Sexual dysfunctions are disorders related to a particular phase of the sexual response cycle. For example, sexual dysfunctions include sexual desire disorders, sexual arousal disorders, orgasm disorders, and sexual pain disorders. If a person has difficulty with some phase of the sexual response cycle or a person experiences pain with sexual intercourse, he/she may have a sexual dysfunction. Examples of sexual dysfunctions include:

Hypoactive Sexual Desire Disorder
This disorder may be present when a person has decreased sexual fantasies and a decreased or absent desire for sexual activity. In order to be considered a sexual disorder the decreased desire must cause a problem for the individual. In this situation the person usually does not initiate sexual activity and may be slow to respond to his/her partner's sexual advances. This disorder can be present in adolescents and can persist throughout a person's life. Many times, however, the lowered sexual desire occurs during adulthood, often times following a period of stress.

Sexual Aversion Disorder
A person who actively avoids and has a persistent or recurrent extreme aversion to genital sexual contact with a sexual partner may have sexual aversion disorder.
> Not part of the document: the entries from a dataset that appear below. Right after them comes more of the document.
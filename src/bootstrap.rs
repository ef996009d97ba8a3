//! Bootstrap estimation of growth model parameters.
//!
//! Every draw resamples the observed series with replacement and refits the
//! model to the sample. The fitted parameters of all draws form the
//! empirical distribution the forecast bands are read from.

use std::collections::BTreeMap;

use rand::distributions::{Distribution,Uniform,WeightedIndex};
use rand::rngs::StdRng;
use rand::{Rng,SeedableRng};
use rayon::prelude::*;
use tracing::{debug,warn};

use crate::error::{Result,Error};
use crate::loss::Loss;
use crate::model::{GrowthModel,Logistic};
use crate::optimize::{Minimizer,NelderMead};
use crate::series::ObservedSeries;


/// Distribution the bootstrap indices are drawn from.
#[derive(Clone,Copy,Debug,PartialEq,Eq)]
pub enum Weighting {
    /// Every observation equally likely.
    Uniform,
    /// Probability proportional to the 1-based rank, oversampling the most
    /// recent observations.
    Linear,
}

impl Default for Weighting {
    fn default() -> Self {
	Self::Linear
    }
}

impl Weighting {

    pub fn linear(enabled: bool) -> Self {
	match enabled {
	    true => Self::Linear,
	    false => Self::Uniform,
	}
    }

    /// Sampling probability of each of `n` observations.
    pub fn probabilities(&self, n: usize) -> Vec<f64> {
	match self {
	    Self::Uniform => vec![1.0 / n as f64; n],
	    Self::Linear => {
		let total = (n * (n + 1)) as f64 / 2.0;
		(1..=n).map(|rank| rank as f64 / total).collect()
	    }
	}
    }

    fn sampler(&self, n: usize) -> Result<Sampler> {
	match self {
	    Self::Uniform => Ok(Sampler::Uniform(Uniform::new(0, n))),
	    Self::Linear => WeightedIndex::new(self.probabilities(n))
		.map(Sampler::Weighted)
		.map_err(|err| Error::InvalidParameter(format!("sampling weights: {}", err)))
	}
    }

}


enum Sampler {
    Uniform(Uniform<usize>),
    Weighted(WeightedIndex<f64>),
}

impl Sampler {
    fn sample<R: Rng>(&self, rng: &mut R) -> usize {
	match self {
	    Self::Uniform(dist) => dist.sample(rng),
	    Self::Weighted(dist) => dist.sample(rng),
	}
    }
}


/// What to do with draws whose optimization did not converge.
#[derive(Clone,Copy,Debug,PartialEq,Eq)]
pub enum Convergence {
    /// Keep every draw; the per-draw flag is still recorded.
    KeepAll,
    /// Drop unconverged draws, failing when none are left.
    DiscardUnconverged,
}

impl Default for Convergence {
    fn default() -> Self {
	Self::KeepAll
    }
}


/// One bootstrap draw and its fit.
#[derive(Clone,Debug,PartialEq)]
pub struct Draw {
    pub params: Vec<f64>,
    /// Positions in the observed series making up the sample.
    pub indices: Vec<usize>,
    pub loss: f64,
    pub iterations: usize,
    pub evaluations: usize,
    pub converged: bool,
}


#[derive(Clone,Debug,PartialEq)]
pub struct ParameterEnsemble {
    names: &'static [&'static str],
    draws: Vec<Draw>,
}

impl ParameterEnsemble {

    pub fn new(names: &'static [&'static str], draws: Vec<Draw>) -> Self {
	ParameterEnsemble { names, draws }
    }

    pub fn names(&self) -> &'static [&'static str] {
	self.names
    }

    pub fn draws(&self) -> &[Draw] {
	&self.draws
    }

    pub fn len(&self) -> usize {
	self.draws.len()
    }

    pub fn is_empty(&self) -> bool {
	self.draws.is_empty()
    }

    pub fn converged(&self) -> usize {
	self.draws.iter().filter(|d| d.converged).count()
    }

    /// Fitted values of one parameter, one per draw.
    pub fn values(&self, name: &'static str) -> Result<Vec<f64>> {
	let pos = self.names.iter().position(|n| *n == name)
	    .ok_or(Error::MissingParameter(name))?;
	Ok(self.draws.iter().map(|d| d.params[pos]).collect())
    }

    pub fn to_map(&self) -> BTreeMap<&'static str,Vec<f64>> {
	self.names.iter().enumerate().map(
	    |(i,name)| (*name, self.draws.iter().map(|d| d.params[i]).collect())
	).collect()
    }

    pub fn bootstrap_indices(&self) -> Vec<&[usize]> {
	self.draws.iter().map(|d| d.indices.as_slice()).collect()
    }

}


/// Bootstrap fitting configuration.
#[derive(Clone,Debug)]
pub struct Bootstrap<M = NelderMead> {
    pub samples: usize,
    pub loss: Loss,
    pub weighting: Weighting,
    pub convergence: Convergence,
    /// Base seed; draw `k` uses a generator seeded from `(seed, k)`.
    pub seed: u64,
    pub minimizer: M,
}

impl Bootstrap<NelderMead> {
    pub fn new(samples: usize, seed: u64) -> Self {
	Bootstrap {
	    samples, seed,
	    loss: Loss::default(),
	    weighting: Weighting::default(),
	    convergence: Convergence::default(),
	    minimizer: NelderMead::default(),
	}
    }
}

impl<M: Minimizer> Bootstrap<M> {

    pub fn with_minimizer<N: Minimizer>(self, minimizer: N) -> Bootstrap<N> {
	Bootstrap {
	    samples: self.samples,
	    loss: self.loss,
	    weighting: self.weighting,
	    convergence: self.convergence,
	    seed: self.seed,
	    minimizer,
	}
    }

    pub fn with_seed(&self, seed: u64) -> Self where M: Clone {
	Bootstrap { seed, ..self.clone() }
    }

    /// Fit the logistic curve.
    pub fn fit(&self, series: &ObservedSeries) -> Result<ParameterEnsemble> {
	self.fit_model(&Logistic, series)
    }

    pub fn fit_model(&self, model: &dyn GrowthModel, series: &ObservedSeries) -> Result<ParameterEnsemble> {

	if series.is_empty() {
	    return Err(Error::InsufficientData { required: 1, available: 0 });
	}
	if self.samples == 0 {
	    return Err(Error::InvalidParameter("bootstrap count must be at least 1".to_string()));
	}

	let t = series.times();
	let y = series.values();
	let initial = model.initial_guess(&t, &y);
	let sampler = self.weighting.sampler(series.len())?;

	let draws: Vec<Draw> = (0..self.samples).into_par_iter().map(
	    |k| self.draw(model, &t, &y, &initial, &sampler, k)
	).collect();

	let total = draws.len();
	let unconverged = draws.iter().filter(|d| !d.converged).count();
	let evaluations: usize = draws.iter().map(|d| d.evaluations).sum();
	debug!("{} fit: {} draws over {} observations, {} unconverged, {} objective evaluations",
	       model.name(), total, series.len(), unconverged, evaluations);

	let draws = match self.convergence {
	    Convergence::KeepAll => {
		if unconverged > 0 {
		    warn!("{} of {} bootstrap fits did not converge", unconverged, total);
		}
		draws
	    },
	    Convergence::DiscardUnconverged => {
		let kept: Vec<Draw> = draws.into_iter().filter(|d| d.converged).collect();
		if kept.is_empty() {
		    return Err(Error::NonConvergence { total });
		}
		kept
	    }
	};

	Ok(ParameterEnsemble::new(model.params(), draws))

    }

    fn draw(&self, model: &dyn GrowthModel, t: &[f64], y: &[f64], initial: &[f64],
	    sampler: &Sampler, k: usize) -> Draw {

	let mut rng = StdRng::seed_from_u64(draw_seed(self.seed, k as u64));
	let indices: Vec<usize> = (0..y.len()).map(|_| sampler.sample(&mut rng)).collect();
	let t_sample: Vec<f64> = indices.iter().map(|i| t[*i]).collect();
	let y_sample: Vec<f64> = indices.iter().map(|i| y[*i]).collect();

	let objective = |p: &[f64]| {
	    let predicted: Vec<f64> = t_sample.iter().map(|x| model.eval(*x, p)).collect();
	    self.loss.eval(&y_sample, &predicted)
	};
	let min = self.minimizer.minimize(&objective, initial);

	Draw {
	    params: min.point,
	    indices,
	    loss: min.value,
	    iterations: min.iterations,
	    evaluations: min.evaluations,
	    converged: min.converged,
	}

    }

}


/// Fit the logistic curve to `n_bootstrap` resamples of `series`.
pub fn fit(series: &ObservedSeries, n_bootstrap: usize, loss: Loss,
	   weighting: Weighting, seed: u64) -> Result<ParameterEnsemble> {
    Bootstrap { loss, weighting, ..Bootstrap::new(n_bootstrap, seed) }.fit(series)
}


/// Seed of draw `k` under `seed`. Nesting is order dependent: the seed of
/// draw `k` of stream `i` differs from draw `i` of stream `k`.
pub fn draw_seed(seed: u64, k: u64) -> u64 {
    splitmix(splitmix(seed).wrapping_add(k))
}

/// One SplitMix64 step, a bijection on `u64`.
fn splitmix(x: u64) -> u64 {
    let mut z = x.wrapping_add(0x9E37_79B9_7F4A_7C15);
    z = (z ^ (z >> 30)).wrapping_mul(0xBF58_476D_1CE4_E5B9);
    z = (z ^ (z >> 27)).wrapping_mul(0x94D0_49BB_1331_11EB);
    z ^ (z >> 31)
}


#[cfg(test)]
mod tests {

    use super::*;
    use std::collections::HashSet;
    use approx::assert_relative_eq;
    use chrono::naive::NaiveDate;
    use rstest::rstest;

    fn observed(values: &[f64]) -> ObservedSeries {
	let start = NaiveDate::from_ymd_opt(2020, 3, 1).unwrap();
	let series = values.iter().enumerate()
	    .map(|(i,v)| (start + chrono::Duration::days(i as i64), *v))
	    .collect();
	ObservedSeries::new(&series, 0.0).unwrap()
    }

    #[test]
    fn uniform_probabilities_are_equal() {
	let p = Weighting::Uniform.probabilities(8);
	assert!(p.iter().all(|v| *v == 1.0 / 8.0));
    }

    #[test]
    fn linear_probabilities_increase_with_rank() {
	let p = Weighting::Linear.probabilities(10);
	assert!(p.windows(2).all(|w| w[0] < w[1]));
	assert!(p[0] > 0.0);
	assert_relative_eq!(p.iter().sum::<f64>(), 1.0, epsilon = 1e-12);
	assert_eq!(Weighting::Linear.probabilities(1), vec![1.0]);
    }

    #[rstest]
    #[case(1, Weighting::Uniform)]
    #[case(7, Weighting::Linear)]
    #[case(20, Weighting::Uniform)]
    fn ensemble_size_matches_draw_count(#[case] n: usize, #[case] weighting: Weighting) {
	let series = observed(&[15.0, 20.0, 28.0, 40.0, 55.0, 75.0, 100.0]);
	let ensemble = fit(&series, n, Loss::Mse, weighting, 42).unwrap();
	assert_eq!(ensemble.len(), n);
	for (_,values) in ensemble.to_map() {
	    assert_eq!(values.len(), n);
	}
	for indices in ensemble.bootstrap_indices() {
	    assert_eq!(indices.len(), series.len());
	    assert!(indices.iter().all(|i| *i < series.len()));
	}
    }

    #[test]
    fn same_seed_same_ensemble() {
	let series = observed(&[15.0, 22.0, 30.0, 45.0, 61.0, 90.0]);
	let a = fit(&series, 12, Loss::Mad, Weighting::Linear, 7).unwrap();
	let b = fit(&series, 12, Loss::Mad, Weighting::Linear, 7).unwrap();
	let c = fit(&series, 12, Loss::Mad, Weighting::Linear, 8).unwrap();
	assert_eq!(a, b);
	assert_ne!(a.bootstrap_indices(), c.bootstrap_indices());
    }

    #[test]
    fn weighted_sampler_favours_recent_ranks() {
	let sampler = Weighting::Linear.sampler(10).unwrap();
	let mut rng = StdRng::seed_from_u64(99);
	let mut counts = [0usize; 10];
	for _ in 0..20_000 {
	    counts[sampler.sample(&mut rng)] += 1;
	}
	// expected 20000 * 1/55 and 20000 * 10/55
	assert!(counts[0] > 200 && counts[0] < 550, "first rank drawn {} times", counts[0]);
	assert!(counts[9] > 3200 && counts[9] < 4100, "last rank drawn {} times", counts[9]);
	assert!(counts[9] > 5 * counts[0]);
    }

    #[test]
    fn nested_draw_seeds_never_collide() {
	let mut seen = HashSet::new();
	for region in 0..6 {
	    let region_seed = draw_seed(42, region);
	    for cutoff in 10..40 {
		let window_seed = draw_seed(region_seed, cutoff);
		for k in 0..50 {
		    assert!(seen.insert(draw_seed(window_seed, k)));
		}
	    }
	    for k in 0..50 {
		assert!(seen.insert(draw_seed(region_seed, k)));
	    }
	}
	assert_ne!(draw_seed(draw_seed(7, 20), 20), 7);
	assert_ne!(draw_seed(draw_seed(7, 0), 1), draw_seed(draw_seed(7, 1), 0));
    }

    #[test]
    fn regions_do_not_share_resamples() {
	let series = observed(&(1..=12).map(|t| 10.0 * t as f64).collect::<Vec<_>>());
	let region0 = Bootstrap::new(3, draw_seed(42, 0)).fit(&series).unwrap();
	let region1 = Bootstrap::new(3, draw_seed(42, 1)).fit(&series).unwrap();
	assert_ne!(region0.bootstrap_indices()[1], region1.bootstrap_indices()[0]);
	assert_ne!(region0.bootstrap_indices()[0], region1.bootstrap_indices()[1]);
    }

    #[test]
    fn zero_draws_rejected() {
	let series = observed(&[15.0, 20.0]);
	assert!(matches!(fit(&series, 0, Loss::Mse, Weighting::Uniform, 1),
			 Err(Error::InvalidParameter(_))));
    }

    #[test]
    fn missing_parameter_name() {
	let ensemble = ParameterEnsemble::new(&["x0", "K", "r"], vec![]);
	assert!(matches!(ensemble.values("r1"), Err(Error::MissingParameter("r1"))));
	assert_eq!(ensemble.values("K").unwrap(), Vec::<f64>::new());
    }

    #[test]
    fn discarding_without_convergence_fails() {
	let series = observed(&[15.0, 20.0, 28.0, 40.0]);
	let mut bootstrap = Bootstrap::new(4, 3)
	    .with_minimizer(NelderMead { max_iter: Some(1), ..Default::default() });
	bootstrap.convergence = Convergence::DiscardUnconverged;
	assert!(matches!(bootstrap.fit(&series), Err(Error::NonConvergence { total: 4 })));
	bootstrap.convergence = Convergence::KeepAll;
	let ensemble = bootstrap.fit(&series).unwrap();
	assert_eq!(ensemble.len(), 4);
	assert_eq!(ensemble.converged(), 0);
    }

}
In order to be considered a disorder, the aversion to sex must be a cause of difficulty in the person's sexual relationship. The individual with sexual aversion disorder usually reports anxiety, fear, or disgust when given the opportunity to be involved sexually. Touching and kissing may even be avoided. Extreme anxiety such as panic attacks may actually occur. It is not unusual for a person to feel nauseated, dizzy, or faint.

Female Sexual Arousal Disorder
Female sexual arousal disorder is described as the inability of a woman to complete sexual activity with adequate lubrication. Swelling of the external genitalia and vaginal lubrication are generally absent. These symptoms must cause problems in the interpersonal relationship to be considered a disorder. It is not unusual for the woman with female sexual arousal disorder to have almost no sense of sexual arousal. Often, these women experience pain with intercourse and avoid sexual contact with their partner.

Male Erectile Disorder
If a male is unable to maintain an erection throughout sexual activity, he may have male erectile disorder. This problem must be either persistent or recurrent in nature. Also, the erectile disturbance must cause difficulty in the relationship with the sexual partner to be defined as a disorder. Some males will be unable to obtain any erection. Others will have an adequate erection, but lose the erection during sexual activity. Erectile disorders may accompany a fear of failure. Sometimes this disorder is present throughout life. In many cases the erectile failure is intermittent and sometimes dependent upon the type of partner or the quality of the relationship.

Female Orgasmic Disorder
Female orgasmic disorder occurs when there is a significant delay or total absence of orgasm associated with the sexual activity. This condition must cause a problem in the relationship with the sexual partner in order to be defined as a disorder.

Male Orgasmic Disorder
When a male experiences significant delay or total absence of orgasm following sexual activity, he may have male orgasmic disorder. In order to be qualified as a disorder, the symptoms must present a significant problem for the individual.

Premature Ejaculation
When minimal sexual stimulation causes orgasm and ejaculation on a persistent basis for the male, he is said to have premature ejaculation. The timing of the ejaculation must cause a problem for the person or the relationship in order to be qualified as a disorder. Premature ejaculation is sometimes seen in young men who have experienced premature ejaculation since their first attempt at intercourse.

Dyspareunia
Dyspareunia is a sexual pain disorder. Dyspareunia is genital pain that accompanies sexual intercourse. Both males and females can experience this disorder, but the disorder is more common in women. Dyspareunia tends to be chronic in nature.

What can people do if they need help?If you, a friend, or a family member would like more information and you have a therapist or a physician, please discuss your concerns with that person.